Bounce Rules match the SMTP code + reason text and classify the bounce as Soft (temporary) or Hard (permanent). First matching rule wins.
Hard bounces and confirmed complaints flow into suppression. Soft bounces accumulate per your thresholds. Every event lands in the campaign's BOUNCED or COMPLAINTS tab.
Bounce Addresses · the ingestion layer
Configure as many bounce-return mailboxes as you operate — one per sender brand, one per sending domain, however your setup is shaped. Each address has its own POP/IMAP connection, credentials, and Verify Connection check so you confirm credentials BEFORE Mumara starts fetching. Connectivity errors surface in the Error column so a broken mailbox doesn't fail silently.
POP for one-way fetch (common default, port 110); IMAP for two-way sync (common port 993 with SSL). Pick whichever your bounce-return host supports.
One-click button in the form. Mumara tests the credentials and connection settings synchronously and reports back. No saving and hoping; you know it works before you commit.
Toggle to delete bounce emails from the mailbox after processing. Useful for keeping bounce inboxes lean; leave it off if you want to retain bounces for audit.
Run separate bounce mailboxes per brand, per program, per sending domain.

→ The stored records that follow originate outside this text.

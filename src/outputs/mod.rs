//! Feed document generation.
//!
//! A populated [`Feed`] is rendered into one of two syndication formats:
//!
//! # Submodules
//!
//! - [`atom`]: Atom 1.0 via `atom_syndication`, served on `/`
//! - [`rss`]: RSS 2.0 via `rss`, served on `/rss`
//!
//! Both map the feed onto the crate's document model and let its writer do
//! the escaping. A feed whose metadata lacks an id, title or link is
//! rejected with [`FeedError::MissingMetadata`]: that is a configuration
//! defect, not a scraping condition.

use crate::error::FeedError;
use crate::models::{Feed, FeedMetadata};

pub mod atom;
pub mod rss;

/// Value of the `generator` element in both formats.
const GENERATOR: &str = "postoj_feed";

/// Output document format.
#[derive(Debug, Clone, Copy, PartialEq, Eq)]
pub enum FeedFormat {
    Atom,
    Rss,
}

impl FeedFormat {
    /// `Content-Type` header value for responses in this format.
    pub fn content_type(self) -> &'static str {
        match self {
            FeedFormat::Atom => "application/atom+xml; charset=utf-8",
            FeedFormat::Rss => "application/rss+xml; charset=utf-8",
        }
    }
}

/// Render `feed` as a complete XML document.
///
/// # Errors
///
/// [`FeedError::MissingMetadata`] for a blank id, title or link, otherwise
/// whatever the format's writer reports.
pub fn render(feed: &Feed, format: FeedFormat) -> Result<String, FeedError> {
    check_metadata(&feed.metadata)?;
    match format {
        FeedFormat::Atom => atom::write_atom(feed),
        FeedFormat::Rss => rss::write_rss(feed),
    }
}

fn check_metadata(meta: &FeedMetadata) -> Result<(), FeedError> {
    if meta.id.trim().is_empty() {
        return Err(FeedError::MissingMetadata("id"));
    }
    if meta.title.trim().is_empty() {
        return Err(FeedError::MissingMetadata("title"));
    }
    if meta.link.trim().is_empty() {
        return Err(FeedError::MissingMetadata("link"));
    }
    Ok(())
}

/// `Some(value)` unless it is blank; optional metadata is left out entirely.
fn non_blank(value: &str) -> Option<String> {
    let value = value.trim();
    (!value.is_empty()).then(|| value.to_string())
}
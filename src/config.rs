//! Service configuration.
//!
//! Configuration is read once at startup, from an optional YAML file with
//! CLI flags layered on top, validated, and then passed by value into the
//! [`Aggregator`](crate::aggregator::Aggregator). Nothing reads it afterwards.
//!
//! # Example
//!
//! ```yaml
//! sources:
//!   - https://www.postoj.sk/politika
//!   - https://www.postoj.sk/kultura
//! markup: current
//! max_concurrency: 4
//! request_timeout_secs: 10
//! entry_order: completion
//! feed:
//!   title: Postoj.sk
//! ```

use crate::aggregator::EntryOrder;
use crate::cli::Cli;
use crate::error::ConfigError;
use crate::models::FeedMetadata;
use crate::scrapers::Markup;
use serde::Deserialize;
use std::path::Path;
use std::time::Duration;
use tracing::{debug, info, instrument};
use url::Url;

/// Category listing pages scraped when no source list is configured.
pub const DEFAULT_SOURCES: [&str; 6] = [
    "https://www.postoj.sk/komentare-nazory",
    "https://www.postoj.sk/politika",
    "https://www.postoj.sk/spolocnost",
    "https://www.postoj.sk/kultura",
    "https://www.postoj.sk/rodina",
    "https://svetkrestanstva.postoj.sk/svet-krestanstva",
];

/// Validated runtime configuration.
#[derive(Debug, Clone, Deserialize)]
#[serde(default)]
pub struct Config {
    /// Category listing URLs, one fetch each per build.
    pub sources: Vec<String>,
    /// Fixed feed metadata.
    pub feed: FeedMetadata,
    /// Which listing markup to parse.
    pub markup: Markup,
    /// Upper bound on concurrent source fetches.
    pub max_concurrency: usize,
    /// Per-fetch timeout, in seconds.
    pub request_timeout_secs: u64,
    /// User agent sent with every fetch.
    pub user_agent: String,
    /// Order of entries in the generated feed.
    pub entry_order: EntryOrder,
}

impl Default for Config {
    fn default() -> Self {
        Self {
            sources: DEFAULT_SOURCES.iter().map(|s| s.to_string()).collect(),
            feed: FeedMetadata::default(),
            markup: Markup::default(),
            max_concurrency: 8,
            request_timeout_secs: 15,
            user_agent: concat!("postoj_feed/", env!("CARGO_PKG_VERSION")).to_string(),
            entry_order: EntryOrder::default(),
        }
    }
}

impl Config {
    /// Parse a YAML document. Missing keys keep their defaults.
    pub fn from_yaml(yaml: &str, origin: &str) -> Result<Self, ConfigError> {
        serde_yaml::from_str(yaml).map_err(|source| ConfigError::Parse {
            path: origin.to_string(),
            source,
        })
    }

    /// Read and parse a YAML config file.
    pub fn from_file(path: &Path) -> Result<Self, ConfigError> {
        let display = path.display().to_string();
        let yaml = std::fs::read_to_string(path).map_err(|source| ConfigError::Read {
            path: display.clone(),
            source,
        })?;
        Self::from_yaml(&yaml, &display)
    }

    /// Build the effective configuration from the command line: the file
    /// named by `--config` (or defaults), then flag overrides, then
    /// validation.
    #[instrument(level = "info", skip_all)]
    pub fn load(cli: &Cli) -> Result<Self, ConfigError> {
        let mut config = match &cli.config {
            Some(path) => {
                info!(path = %path.display(), "Loading configuration file");
                Self::from_file(path)?
            }
            None => Self::default(),
        };

        if let Some(markup) = cli.markup {
            config.markup = markup;
        }
        if let Some(n) = cli.max_concurrency {
            config.max_concurrency = n;
        }
        if let Some(secs) = cli.timeout_secs {
            config.request_timeout_secs = secs;
        }
        if let Some(order) = cli.entry_order {
            config.entry_order = order;
        }

        config.validate()?;
        debug!(?config, "Effective configuration");
        Ok(config)
    }

    /// Check the source list and clamp numeric limits.
    pub fn validate(&mut self) -> Result<(), ConfigError> {
        self.sources = self
            .sources
            .iter()
            .map(|s| s.trim().to_string())
            .filter(|s| !s.is_empty())
            .collect();
        if self.sources.is_empty() {
            return Err(ConfigError::NoSources);
        }
        for url in &self.sources {
            Url::parse(url).map_err(|source| ConfigError::InvalidSourceUrl {
                url: url.clone(),
                source,
            })?;
        }
        self.max_concurrency = self.max_concurrency.max(1);
        self.request_timeout_secs = self.request_timeout_secs.max(1);
        Ok(())
    }

    pub fn request_timeout(&self) -> Duration {
        Duration::from_secs(self.request_timeout_secs)
    }
}
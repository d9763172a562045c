//! Atom 1.0 serialization.
//!
//! Entries are written in the order they appear in the [`Feed`]. Atom
//! requires `<updated>` on every entry; entries without a publication date
//! use the feed's generation time there and omit `<published>`.

use super::{GENERATOR, non_blank};
use crate::error::FeedError;
use crate::models::{Entry, Feed};
use atom_syndication::{Generator, Link, Person, Text};
use chrono::{DateTime, FixedOffset};
use tracing::{debug, instrument};

fn alternate(href: &str) -> Link {
    Link {
        href: href.to_string(),
        rel: "alternate".to_string(),
        ..Default::default()
    }
}

fn person(name: &str) -> Person {
    Person {
        name: name.to_string(),
        ..Default::default()
    }
}

/// Serialize `feed` as an Atom document.
#[instrument(level = "debug", skip_all, fields(entries = feed.entries.len()))]
pub fn write_atom(feed: &Feed) -> Result<String, FeedError> {
    let meta = &feed.metadata;
    let updated: DateTime<FixedOffset> = feed.generated_at.into();

    let document = atom_syndication::Feed {
        id: meta.id.clone(),
        title: Text::plain(meta.title.clone()),
        updated,
        authors: non_blank(&meta.author).map(|name| person(&name)).into_iter().collect(),
        links: vec![alternate(&meta.link)],
        generator: Some(Generator {
            value: GENERATOR.to_string(),
            uri: None,
            version: Some(env!("CARGO_PKG_VERSION").to_string()),
        }),
        logo: non_blank(&meta.logo),
        subtitle: non_blank(&meta.subtitle).map(Text::plain),
        lang: non_blank(&meta.language),
        entries: feed.entries.iter().map(|entry| atom_entry(entry, updated)).collect(),
        ..Default::default()
    };

    let xml = String::from_utf8(document.write_to(Vec::new())?)?;
    debug!(bytes = xml.len(), "Rendered Atom feed");
    Ok(xml)
}

fn atom_entry(entry: &Entry, fallback_updated: DateTime<FixedOffset>) -> atom_syndication::Entry {
    let published: Option<DateTime<FixedOffset>> = entry.published.map(Into::into);

    atom_syndication::Entry {
        id: entry.id.clone(),
        title: Text::plain(entry.title.clone()),
        updated: published.unwrap_or(fallback_updated),
        authors: entry.author.as_deref().map(person).into_iter().collect(),
        links: vec![alternate(&entry.link)],
        summary: entry.summary.clone().map(Text::plain),
        published,
        ..Default::default()
    }
}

Each address gets its own status, error reporting, and processing toggle.
Bounce Rules · the classification engine
Mumara ships a curated default library covering RFC 3463 enhanced SMTP status codes — 4.x codes default to Soft, 5.x to Hard, with specific exceptions for common edge cases (mailbox full, quota exceeded, address invalid). You can re-sync the defaults at any time, reset entirely, or add your own custom rules for ISP-specific bounce text that the defaults miss.
Default rules cover the SMTP enhanced status codes you actually see in production. Re-sync to pull the latest curated set when Mumara updates its defaults.
When Yahoo or Gmail return a custom error string the defaults don't cover, add a custom rule that matches the text and classifies appropriately. Conditions stack with the field selector + operator + value pattern.
Rule order matters. Drag handles let you reprioritise: put your most-specific custom rules above the defaults, the Global Rule catch-all sits at the bottom.
Status toggle per rule lets you turn classifications off without losing the rule definition. Useful for debugging deliverability anomalies — disable a rule, watch the next batch reclassify.
Feedback Loops · the spam-complaint layer
Mailbox providers (Gmail, Yahoo, Microsoft, AOL, and others) operate Feedback Loops — when a recipient marks your email as spam, the provider forwards the complaint to a designated FBL inbox. Mumara connects to that inbox the same way it connects to bounce mailboxes (POP/IMAP), reads complaints automatically, and writes the complaining contacts into suppression on receipt.
FBL Email, hostname, port, credentials, encryption (SSL / TLS / None), and Email Protocol (POP / IMAP). Same form pattern as Bounce Addresses, separate connection.
Just like the bounce addresses, a one-click Validate Connection button tests the credentials and lets you fix issues before saving.
Confirmed complaints flow into Suppression (Global scope, source 'FBL complaint'). The complainant never gets another email from your account — exactly what compliance demands.
In every broadcast's Campaign Statistics, the COMPLAINTS tab lists every complainant for that send — email, FBL source, timestamp. Spot which content triggered complaints and avoid the pattern.
Different flavours of bounce
The Bounce Rules engine doesn't just label bounces — it shapes what happens downstream. Soft, Hard, and your custom classifications each trigger different behaviour.
Temporary delivery error — mailbox full, message too large, server-busy. Mumara retries on the next send; only after persistent soft bounces does the contact reach the suppression threshold. Default for RFC 4.x codes.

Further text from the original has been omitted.